Based on my stay on the Vision four years ago, there was a 120V outlet between the topmost single bunks that could very likely have been used for recharging batteries at night (the charging station in the rear of the salon was always at capacity). There was nothing said about not using these outlets for this purpose, but then this was before the infamous Samsung phone combustion issue and recall.
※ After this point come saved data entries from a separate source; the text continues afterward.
use thiserror::Error;

/// Underlying reason a data source could not be turned into tables.
#[derive(Error, Debug)]
pub enum LoadCause {
    #[error("IO error: {0}")]
    Io(#[from] std::io::Error),

    #[error("workbook error: {0}")]
    Workbook(#[from] calamine::Error),

    #[error("CSV error: {0}")]
    Csv(#[from] csv::Error),

    #[error("zip archive error: {0}")]
    Zip(#[from] zip::result::ZipError),

    #[error("unsupported source format: {0}")]
    UnsupportedFormat(String),

    #[error("table '{table}': {message}")]
    Schema { table: String, message: String },
}

#[derive(Error, Debug)]
pub enum DashboardError {
    #[error("Failed to load data from {source_name}: {cause}")]
    LoadError {
        source_name: String,
        #[source]
        cause: LoadCause,
    },

    #[error("Required tables are missing from the source: {}", .missing.join(", "))]
    MissingTableError { missing: Vec<String> },

    #[error("Table '{table}' contains no rows")]
    EmptyDatasetError { table: String },

    #[error("Regression needs at least 2 paired points (got x={x_len}, y={y_len})")]
    InsufficientDataError { x_len: usize, y_len: usize },

    #[error("Degenerate fit: {reason}")]
    DegenerateFitError { reason: String },

    #[error("Invalid value in {context}: {message}")]
    InvalidValueError { context: String, message: String },

    #[error("Export IO error: {0}")]
    IoError(#[from] std::io::Error),

    #[error("CSV export error: {0}")]
    CsvError(#[from] csv::Error),

    #[error("Zip operation failed: {0}")]
    ZipError(#[from] zip::result::ZipError),

    #[error("Serialization error: {0}")]
    SerializationError(#[from] serde_json::Error),

    #[error("Configuration error: {message}")]
    ConfigError { message: String },

    #[error("Invalid value '{value}' for {field}: {reason}")]
    InvalidConfigValueError {
        field: String,
        value: String,
        reason: String,
    },

    #[error("Missing required configuration: {field}")]
    MissingConfigError { field: String },
}

#[derive(Debug, Clone, Copy, PartialEq, Eq)]
pub enum ErrorCategory {
    Source,
    Data,
    Analysis,
    Export,
    Configuration,
}

#[derive(Debug, Clone, Copy, PartialEq, Eq, PartialOrd, Ord)]
pub enum ErrorSeverity {
    Medium,
    High,
    Critical,
}

impl ErrorSeverity {
    /// Process exit code for a failed run.
    pub fn exit_code(&self) -> i32 {
        match self {
            ErrorSeverity::High => 1,
            ErrorSeverity::Medium => 2,
            ErrorSeverity::Critical => 3,
        }
    }
}

impl DashboardError {
    pub fn load(source_name: impl Into<String>, cause: impl Into<LoadCause>) -> Self {
        DashboardError::LoadError {
            source_name: source_name.into(),
            cause: cause.into(),
        }
    }

    pub fn schema(
        source_name: impl Into<String>,
        table: impl Into<String>,
        message: impl Into<String>,
    ) -> Self {
        DashboardError::LoadError {
            source_name: source_name.into(),
            cause: LoadCause::Schema {
                table: table.into(),
                message: message.into(),
            },
        }
    }

    pub fn empty(table: impl Into<String>) -> Self {
        DashboardError::EmptyDatasetError {
            table: table.into(),
        }
    }

    pub fn category(&self) -> ErrorCategory {
        match self {
            DashboardError::LoadError { cause, .. } => match cause {
                LoadCause::Schema { .. } => ErrorCategory::Data,
                _ => ErrorCategory::Source,
            },
            DashboardError::MissingTableError { .. } | DashboardError::EmptyDatasetError { .. } => {
                ErrorCategory::Data
            }
            DashboardError::InsufficientDataError { .. }
            | DashboardError::DegenerateFitError { .. }
            | DashboardError::InvalidValueError { .. } => ErrorCategory::Analysis,
            DashboardError::IoError(_)
            | DashboardError::CsvError(_)
            | DashboardError::ZipError(_)
            | DashboardError::SerializationError(_) => ErrorCategory::Export,
            DashboardError::ConfigError { .. }
            | DashboardError::InvalidConfigValueError { .. }
            | DashboardError::MissingConfigError { .. } => ErrorCategory::Configuration,
        }
    }

    pub fn severity(&self) -> ErrorSeverity {
        match self.category() {
            ErrorCategory::Source | ErrorCategory::Export => ErrorSeverity::Medium,
            ErrorCategory::Data | ErrorCategory::Analysis => ErrorSeverity::High,
            ErrorCategory::Configuration => ErrorSeverity::Critical,
        }
    }

    pub fn recovery_suggestion(&self) -> String {
        match self {
            DashboardError::LoadError {
                cause: LoadCause::Schema { table, .. },
                ..
            } => format!("Check the column headers and cell values of table '{}'", table),
            DashboardError::LoadError {
                cause: LoadCause::UnsupportedFormat(_),
                ..
            } => "Use an .xlsx/.xls/.ods workbook, a .zip of CSV files, or a directory of CSV files"
                .to_string(),
            DashboardError::LoadError { .. } => {
                "Make sure the file exists, is readable and is not corrupted".to_string()
            }
            DashboardError::MissingTableError { missing } => format!(
                "Add the following sheets to the workbook: {}",
                missing.join(", ")
            ),
            DashboardError::EmptyDatasetError { table } => {
                format!("Add at least one data row to table '{}'", table)
            }
            DashboardError::InsufficientDataError { .. } => {
                "Provide at least two complete (x, y) rows in the scatter table".to_string()
            }
            DashboardError::DegenerateFitError { .. } => {
                "The x values must not all be identical".to_string()
            }
            DashboardError::InvalidValueError { .. } => {
                "Values must be finite and non-negative".to_string()
            }
            DashboardError::IoError(_) | DashboardError::ZipError(_) => {
                "Check that the output path is writable".to_string()
            }
            DashboardError::CsvError(_) | DashboardError::SerializationError(_) => {
                "Retry the export; report the issue if it persists".to_string()
            }
            DashboardError::ConfigError { .. }
            | DashboardError::InvalidConfigValueError { .. }
            | DashboardError::MissingConfigError { .. } => {
                "Review the command-line flags and the TOML configuration file".to_string()
            }
        }
    }

    pub fn user_friendly_message(&self) -> String {
        match self {
            DashboardError::LoadError { .. } => format!("Data load failed: {}", self),
            DashboardError::MissingTableError { missing } => {
                format!("The file is missing these sheets: {}", missing.join(", "))
            }
            _ => self.to_string(),
        }
    }
}

pub type Result<T> = std::result::Result<T, DashboardError>;
use crate::core::report::DashboardReport;
use crate::domain::model::Period;
use crate::utils::error::{DashboardError, Result};
use serde::Serialize;
use std::io::Write;
use zip::write::{SimpleFileOptions, ZipWriter};

pub const SUPPORTED_FORMATS: [&str; 2] = ["json", "csv"];
pub const DEFAULT_ARCHIVE_NAME: &str = "dashboard_output.zip";

/// A rendered output file, not yet written anywhere.
#[derive(Debug, Clone, PartialEq)]
pub struct ExportFile {
    pub name: String,
    pub contents: Vec<u8>,
}

#[derive(Serialize)]
struct TimeSeriesRow<'a> {
    period: Period,
    category: &'a str,
    value: f64,
}

#[derive(Serialize)]
struct RegressionRow<'a> {
    slope: f64,
    intercept: f64,
    x_start: f64,
    y_start: f64,
    x_end: f64,
    y_end: f64,
    correlation: Option<f64>,
    r_squared: Option<f64>,
    equation: &'a str,
}

#[derive(Serialize)]
struct ParetoRow<'a> {
    rank: usize,
    category: &'a str,
    value: f64,
    cumulative_percent: f64,
    within_threshold: bool,
}

/// Render the report in each requested format.
pub fn render(report: &DashboardReport, formats: &[String]) -> Result<Vec<ExportFile>> {
    let mut files = Vec::new();

    for format in formats {
        match format.as_str() {
            "json" => files.push(ExportFile {
                name: "dashboard.json".to_string(),
                contents: serde_json::to_vec_pretty(report)?,
            }),
            "csv" => files.extend(render_csv(report)?),
            other => {
                return Err(DashboardError::InvalidConfigValueError {
                    field: "output_formats".to_string(),
                    value: other.to_string(),
                    reason: format!("Valid formats: {}", SUPPORTED_FORMATS.join(", ")),
                })
            }
        }
    }

    Ok(files)
}

fn render_csv(report: &DashboardReport) -> Result<Vec<ExportFile>> {
    let fit = &report.regression;
    let threshold = report.pareto.threshold_index;

    Ok(vec![
        csv_file("bar.csv", &report.bar)?,
        csv_file(
            "timeseries.csv",
            report.time_series.iter().map(|r| TimeSeriesRow {
                period: r.period,
                category: &r.category,
                value: r.value,
            }),
        )?,
        csv_file("pie.csv", &report.pie)?,
        csv_file("scatter.csv", &report.scatter)?,
        csv_file(
            "regression.csv",
            [RegressionRow {
                slope: fit.slope,
                intercept: fit.intercept,
                x_start: fit.endpoints[0].x,
                y_start: fit.endpoints[0].y,
                x_end: fit.endpoints[1].x,
                y_end: fit.endpoints[1].y,
                correlation: fit.correlation,
                r_squared: fit.r_squared,
                equation: &report.equation,
            }],
        )?,
        csv_file(
            "pareto.csv",
            report
                .pareto
                .records
                .iter()
                .enumerate()
                .map(|(index, r)| ParetoRow {
                    rank: index + 1,
                    category: &r.category,
                    value: r.value,
                    cumulative_percent: r.cumulative_percent,
                    within_threshold: threshold.is_some_and(|t| index <= t),
                }),
        )?,
        csv_file("reconciliation.csv", &report.reconciliation.rows)?,
    ])
}

fn csv_file<I, T>(name: &str, rows: I) -> Result<ExportFile>
where
    I: IntoIterator<Item = T>,
    T: Serialize,
{
    let mut writer = csv::Writer::from_writer(Vec::new());
    for row in rows {
        writer.serialize(row)?;
    }
    let contents = writer
        .into_inner()
        .map_err(|e| DashboardError::IoError(e.into_error()))?;

    Ok(ExportFile {
        name: name.to_string(),
        contents,
    })
}

/// Pack the files into a single in-memory zip archive.
pub fn zip_files(files: &[ExportFile]) -> Result<Vec<u8>> {
    let mut zip = ZipWriter::new(std::io::Cursor::new(Vec::new()));

    for file in files {
        zip.start_file(file.name.as_str(), SimpleFileOptions::default())?;
        zip.write_all(&file.contents)?;
    }

    let cursor = zip.finish()?;
    Ok(cursor.into_inner())
}
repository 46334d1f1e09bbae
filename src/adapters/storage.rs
use crate::domain::ports::Storage;
use crate::utils::error::Result;
use std::fs;
use std::path::Path;

/// Writes exports under a base directory on the local filesystem.
#[derive(Debug, Clone)]
pub struct LocalStorage {
    base_path: String,
}

impl LocalStorage {
    pub fn new(base_path: impl Into<String>) -> Self {
        Self {
            base_path: base_path.into(),
        }
    }
}

impl Storage for LocalStorage {
    fn read_file(&self, path: &str) -> Result<Vec<u8>> {
        let full_path = Path::new(&self.base_path).join(path);
        let data = fs::read(full_path)?;
        Ok(data)
    }

    fn write_file(&self, path: &str, data: &[u8]) -> Result<()> {
        let full_path = Path::new(&self.base_path).join(path);

        if let Some(parent) = full_path.parent() {
            fs::create_dir_all(parent)?;
        }

        fs::write(full_path, data)?;
        Ok(())
    }

    fn resolve(&self, path: &str) -> String {
        Path::new(&self.base_path).join(path).display().to_string()
    }
}
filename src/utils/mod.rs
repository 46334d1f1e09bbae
pub mod error;
pub mod logger;
pub mod monitor;
pub mod validation;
As was mentioned, the electric generator and air circulation system made for a lot of white noise. Also with so many people a strange noise at 3AM wouldn't likely be cause to investigate, and by this time and two days of diving everyone would be sleeping hard. My single bunk had a ventilation outlet that with my privacy curtain closed created positive pressure of clean air that isolated the bunk from smells (and therefore smoke). I don't know if all bunks had this ventilation, it was nice and would make sense from a comfort standpoint.

The forward 1/3 of the boat was the most consumed by the early fire, idication it did not start at the stern and probably not at the charging station at the rear of the salon. Also note the apparent early hull burn-through at the waterline; possible indication it started low, like in the bunk compartment. The fire would egress up the staircase, i.e the forward section of the boat.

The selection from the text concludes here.